The earliest prototype developed by Browning in fall 1889 was a .44-40 black powder cartridge rifle, weighing under 12 pounds (5.4 kg). This version placed the operating lever at the front of the barrel, and was acted on directly by the muzzle blast. An improved design was offered to Colt in 1892. The lever was moved rearward, and power was supplied by a gas port about six inches (15 cm) back from the muzzle.

To minimize heating during rapid fire, the gun used a very heavy straight contour barrel, bringing its weight up to 35 pounds (15.8 kg). Later versions added prominent finning to aid air cooling. The standard tripod mount with seat for the gunner added another 56 pounds (25.4 kg). Despite the heavy barrel, the closed bolt mechanism would cook off shots if a round was left chambered in a hot barrel. This required that the gun be unloaded immediately after an extended burst of firing. During testing of the gun, it was found to be capable of firing extended bursts of over 1,000 rounds before the barrel overheated and bullets began to tumble out of control; upon stopping, the red-hot barrel cooked off four or five additional shots before cooling down.
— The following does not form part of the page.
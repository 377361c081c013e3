//! Core data model types: addresses, raw messages, and ledger records.

pub mod address;
pub mod message;
pub mod record;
The gun was originally chambered in 6mm Lee Navy and later, after the adoption of the Krag–Jørgensen rifle, in .30-40 Krag, 7×57mm Mauser caliber (the same cartridge used in the Spanish Model 1893 Mauser), and .30-06 Springfield in 1914. The 1914 version also included a lower tripod for firing prone; this is likely what led to the gun's nickname of "potato digger", as the operating lever would dig into the ground if it were fired from too low a position.

The M1895 was made for export as well; the Russians ordered several thousand M1895 machine guns in 1914 in 7.62×54mmR caliber for use in World War I. In .303 British caliber, the M1895/14 saw service in the United Kingdom and France. The M1895 was also sold in 7×57mm Mauser caliber for use by various countries in South America.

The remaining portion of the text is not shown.